Tosh couldn’t fight the small answering smile. “A little.”

“Good. Now let’s talk about the Committee,” Owen suggested. 

The smile fell away as Tosh took a second to compose herself. Owen only knew the Committee by reputation but he knew Tosh had had first hand experience with the assholes in Russia.

“Considering they bought us both back from the dead, escape may be...difficult to say the least. That kind of technological advancement --”

“How sure are we that we’re  **_us_ ** ,” Owen interrupted partially to cut Tosh off before she entered one of her, no doubt, fascinating discussions about alien tech and partially to answer a question that had begun niggling at the back of his mind now that his mind was a little clearer. He had, after all, woken with a pulse. Much as he shied away from the prospect it was a very real possibility. 

Tosh shrugged, “I’m not but we’re, at the very least, excellent copies.” 

Owen didn’t understand how she could be so calm. The idea that he  **wasn’t** who he thought he was, that he was a copy with no right to his own life, his home and his job -- it made him itch, made him angry and restless. A boiling rage cooking just beneath his skin waiting for the slightest excuse to explode. Like coming home and finding someone in your underwear sitting comfortable on your sofa, how could he not be enraged by it. And yet also knowing, if he was a copy, he was essentially the invader standing in the doorway. 

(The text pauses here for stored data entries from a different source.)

//! Built-in component catalog
//!
//! The static table of components shipped with Pagecraft. Registration
//! order here is the palette order users see, so entries are grouped by
//! category.

use crate::descriptor::{ComponentDescriptor, PropSpec, VariantDescriptor};
use crate::registry::Registry;
use pagecraft_core::Category;

/// Build the registry of built-in components
///
/// Registration cannot fail here: ids are static and unique. A duplicate
/// would be a defect in this table, so it is surfaced loudly in debug
/// builds and skipped in release builds.
pub fn builtin() -> Registry {
    let mut registry = Registry::new();

    for descriptor in catalog_entries() {
        let id = descriptor.id.clone();
        if let Err(e) = registry.register(descriptor) {
            debug_assert!(false, "builtin catalog rejected '{}': {}", id, e);
            tracing::error!(component = %id, error = %e, "skipping builtin component");
        }
    }

    registry
}

fn catalog_entries() -> Vec<ComponentDescriptor> {
    vec![
        // ====================================================================
        // Buttons
        // ====================================================================
        ComponentDescriptor::new("shimmer-button", "Shimmer Button", Category::Buttons)
            .with_description("Button with a shimmer highlight sweeping across the surface")
            .with_tag("cta")
            .with_tag("animated")
            .with_prop(
                PropSpec::text("label")
                    .required()
                    .with_default("Get Started")
                    .with_doc("Button text"),
            )
            .with_prop(PropSpec::text("shimmerColor").with_default("#ffffff"))
            .with_prop(
                PropSpec::number("duration")
                    .with_default(3i64)
                    .with_doc("Seconds per shimmer sweep"),
            )
            .with_prop(PropSpec::bool("disabled").with_default(false))
            .with_source(include_str!("snippets/shimmer_button.jsx"))
            .with_source_path("components/ui/shimmer-button.tsx"),
        ComponentDescriptor::new("magnetic-button", "Magnetic Button", Category::Buttons)
            .with_description("Button that drifts toward the cursor before it is reached")
            .with_tag("cta")
            .with_tag("hover")
            .with_prop(PropSpec::text("label").required().with_default("Hover me"))
            .with_prop(
                PropSpec::number("strength")
                    .with_default(0.4)
                    .with_doc("Pull strength between 0 and 1"),
            )
            .with_source_path("components/ui/magnetic-button.tsx"),
        ComponentDescriptor::new("ripple-button", "Ripple Button", Category::Buttons)
            .with_description("Button with a click ripple radiating from the pointer")
            .with_tag("cta")
            .with_tag("click")
            .with_prop(PropSpec::text("label").required().with_default("Click me"))
            .with_prop(PropSpec::text("rippleColor").with_default("#ffffff66"))
            .with_variant(VariantDescriptor::new("outline", "RippleButtonOutline"))
            .with_source_path("components/ui/ripple-button.tsx"),
        // ====================================================================
        // Cards
        // ====================================================================
        ComponentDescriptor::new("hover-expand-card", "Hover Expand Card", Category::Cards)
            .with_description("Card that grows to reveal extra content on hover")
            .with_tag("hover")
            .with_tag("reveal")
            .with_prop(PropSpec::text("title").required().with_default("Card title"))
            .with_prop(PropSpec::text("subtitle"))
            .with_prop(
                PropSpec::number("expandedHeight")
                    .with_default(320i64)
                    .with_doc("Height in pixels when expanded"),
            )
            .with_source_path("components/ui/hover-expand-card.tsx"),
        ComponentDescriptor::new("tilt-card", "Tilt Card", Category::Cards)
            .with_description("Card that tilts in 3D toward the cursor")
            .with_tag("hover")
            .with_tag("3d")
            .with_prop(PropSpec::text("title").required().with_default("Tilt me"))
            .with_prop(PropSpec::number("maxTilt").with_default(12i64))
            .with_prop(PropSpec::bool("glare").with_default(true))
            .with_source_path("components/ui/tilt-card.tsx"),
        ComponentDescriptor::new("spotlight-card", "Spotlight Card", Category::Cards)
            .with_description("Card lit by a spotlight that follows the pointer")
            .with_tag("hover")
            .with_tag("glow")
            .with_prop(PropSpec::text("title").required().with_default("Spotlight"))
            .with_prop(PropSpec::text("spotlightColor").with_default("#6366f1"))
            .pro()
            .with_source_path("components/ui/spotlight-card.tsx"),
        // ====================================================================
        // Text
        // ====================================================================
        ComponentDescriptor::new("typing-text", "Typing Text", Category::Text)
            .with_description("Typewriter effect cycling through a list of words")
            .with_tag("typewriter")
            .with_tag("headline")
            .with_prop(
                PropSpec::list("words")
                    .required()
                    .with_default(vec!["fast", "animated", "yours"]),
            )
            .with_prop(
                PropSpec::number("speed")
                    .with_default(80i64)
                    .with_doc("Milliseconds per character"),
            )
            .with_source(include_str!("snippets/typing_text.jsx"))
            .with_source_path("components/ui/typing-text.tsx"),
        ComponentDescriptor::new("gradient-text", "Gradient Text", Category::Text)
            .with_description("Heading filled with an animated color gradient")
            .with_tag("headline")
            .with_tag("gradient")
            .with_prop(PropSpec::text("text").required().with_default("Gradient"))
            .with_prop(PropSpec::text("from").with_default("#ec4899"))
            .with_prop(PropSpec::text("to").with_default("#8b5cf6"))
            .with_source_path("components/ui/gradient-text.tsx"),
        ComponentDescriptor::new("blur-reveal-text", "Blur Reveal Text", Category::Text)
            .with_description("Text that sharpens into focus word by word")
            .with_tag("reveal")
            .with_tag("scroll")
            .with_prop(PropSpec::text("text").required().with_default("Reveal me"))
            .with_prop(PropSpec::number("delay").with_default(0i64))
            .with_source_path("components/ui/blur-reveal-text.tsx"),
        ComponentDescriptor::new("counting-number", "Counting Number", Category::Text)
            .with_description("Number that counts up when it scrolls into view")
            .with_tag("metric")
            .with_tag("scroll")
            .with_prop(PropSpec::number("to").required().with_default(100i64))
            .with_prop(PropSpec::number("duration").with_default(2i64))
            .with_prop(PropSpec::text("suffix")),
        // ====================================================================
        // Backgrounds
        // ====================================================================
        ComponentDescriptor::new("aurora-background", "Aurora Background", Category::Backgrounds)
            .with_description("Slow-moving aurora gradient behind a section")
            .with_tag("hero")
            .with_tag("gradient")
            .with_prop(PropSpec::number("speed").with_default(1i64))
            .with_prop(PropSpec::node("children"))
            .with_source_path("components/ui/aurora-background.tsx"),
        ComponentDescriptor::new(
            "particles-background",
            "Particles Background",
            Category::Backgrounds,
        )
        .with_description("Floating particle field that reacts to the pointer")
        .with_tag("hero")
        .with_tag("interactive")
        .with_prop(PropSpec::number("quantity").with_default(80i64))
        .with_prop(PropSpec::text("color").with_default("#ffffff"))
        .with_prop(PropSpec::node("children"))
        .with_source_path("components/ui/particles-background.tsx"),
        ComponentDescriptor::new("grid-beam-background", "Grid Beam Background", Category::Backgrounds)
            .with_description("Grid of lines with light beams tracing across it")
            .with_tag("hero")
            .with_prop(PropSpec::number("density").with_default(24i64))
            .with_prop(PropSpec::node("children"))
            .pro(),
        // ====================================================================
        // Loaders
        // ====================================================================
        ComponentDescriptor::new("orbit-loader", "Orbit Loader", Category::Loaders)
            .with_description("Dots orbiting a center point")
            .with_tag("spinner")
            .with_prop(PropSpec::number("size").with_default(48i64))
            .with_prop(PropSpec::text("color").with_default("#6366f1"))
            .with_source_path("components/ui/orbit-loader.tsx"),
        ComponentDescriptor::new("pulse-loader", "Pulse Loader", Category::Loaders)
            .with_description("Row of dots pulsing in sequence")
            .with_tag("spinner")
            .with_prop(PropSpec::number("count").with_default(3i64))
            .with_prop(PropSpec::text("color").with_default("#6366f1")),
        // ====================================================================
        // Layout
        // ====================================================================
        ComponentDescriptor::new("bento-grid", "Bento Grid", Category::Layout)
            .with_description("Asymmetric feature grid with animated tiles")
            .with_tag("grid")
            .with_tag("features")
            .with_prop(PropSpec::number("columns").with_default(3i64))
            .with_prop(PropSpec::number("gap").with_default(4i64))
            .with_prop(PropSpec::node("children"))
            .with_source_path("components/ui/bento-grid.tsx"),
        ComponentDescriptor::new("marquee", "Marquee", Category::Layout)
            .with_description("Endless horizontal scroller for logos and quotes")
            .with_tag("scroll")
            .with_tag("logos")
            .with_prop(PropSpec::number("speed").with_default(40i64))
            .with_prop(PropSpec::bool("pauseOnHover").with_default(true))
            .with_prop(PropSpec::bool("reverse").with_default(false))
            .with_prop(PropSpec::node("children"))
            .with_source_path("components/ui/marquee.tsx"),
        ComponentDescriptor::new("dock", "Dock", Category::Layout)
            .with_description("macOS style dock with magnifying icons")
            .with_tag("navigation")
            .with_prop(PropSpec::number("magnification").with_default(60i64))
            .with_prop(PropSpec::node("children"))
            .pro()
            .with_source_path("components/ui/dock.tsx"),
        // ====================================================================
        // Forms
        // ====================================================================
        ComponentDescriptor::new("glow-input", "Glow Input", Category::Forms)
            .with_description("Input with an animated glow border on focus")
            .with_tag("input")
            .with_tag("glow")
            .with_prop(PropSpec::text("placeholder").with_default("Your email"))
            .with_prop(PropSpec::text("glowColor").with_default("#8b5cf6"))
            .pro()
            .with_source_path("components/ui/glow-input.tsx"),
        ComponentDescriptor::new("animated-tabs", "Animated Tabs", Category::Forms)
            .with_description("Tab strip with a sliding active indicator")
            .with_tag("tabs")
            .with_tag("navigation")
            .with_prop(
                PropSpec::list("tabs")
                    .required()
                    .with_default(vec!["Overview", "Pricing", "FAQ"]),
            )
            .with_prop(PropSpec::number("defaultIndex").with_default(0i64)),
    ]
}

// ============================================================================
// Tests
// ============================================================================

#[cfg(test)]
mod tests {
    use super::*;

    #[test]
    fn test_builtin_catalog_is_populated() {
        let registry = builtin();
        assert!(registry.len() >= 20);
    }

    #[test]
    fn test_builtin_ids_are_unique() {
        let entries = catalog_entries();
        let mut ids: Vec<&str> = entries.iter().map(|d| d.id.as_str()).collect();
        ids.sort_unstable();
        let before = ids.len();
        ids.dedup();
        assert_eq!(ids.len(), before);
    }

    #[test]
    fn test_spec_named_components_exist() {
        let registry = builtin();
        assert!(registry.contains("shimmer-button"));
        assert!(registry.contains("hover-expand-card"));
    }

    #[test]
    fn test_every_category_has_components() {
        let registry = builtin();
        for category in Category::all() {
            assert!(
                !registry.components_by_category(*category).is_empty(),
                "no builtin components in {}",
                category,
            );
        }
    }

    #[test]
    fn test_catalog_has_pro_and_free_components() {
        let registry = builtin();
        assert!(registry.components().any(|c| c.pro));
        assert!(registry.components().any(|c| !c.pro));
    }

    #[test]
    fn test_required_props_carry_defaults() {
        let registry = builtin();
        for descriptor in registry.components() {
            for prop in descriptor.required_props() {
                assert!(
                    prop.default.is_some(),
                    "required prop {}.{} has no default",
                    descriptor.id,
                    prop.name,
                );
            }
        }
    }
}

“Does it really matter?” Tosh asked quietly. 

“Of course it matters!” Owen snapped, snorting and avoiding her eyes. 

“But does it. Even if we are copies, we’re still Owen Harper and Toshiko Sato, Torchwood employees. We know what they know, every secret, every report...we can’t let the Committee have any of that.” Tosh argued in hushed tones. 

Owen fumed. She had a point, even if he was an impostor, he still had that damned sense of duty to keep the planet safe. Couldn’t very well let it fall to a megalomaniac business corporation because he couldn’t put on his big boy pants and handle this. 

“Alright then, we ignore the existential crisis for now. We still need to figure out how to get out of here,” Owen said, shuffling her along from the topic and onto something Owen could handle at the moment. He pushed himself upright again, leaning forward into Tosh’s little conspiratory bubble.

“It won’t be easy,” She reminded him. 

“When is it ever with us?” Owen winked at her. 

“Good point.” Tosh said, her lips quirking in the ghost of a smile. 

“So what do we know about these limp dicked assholes?”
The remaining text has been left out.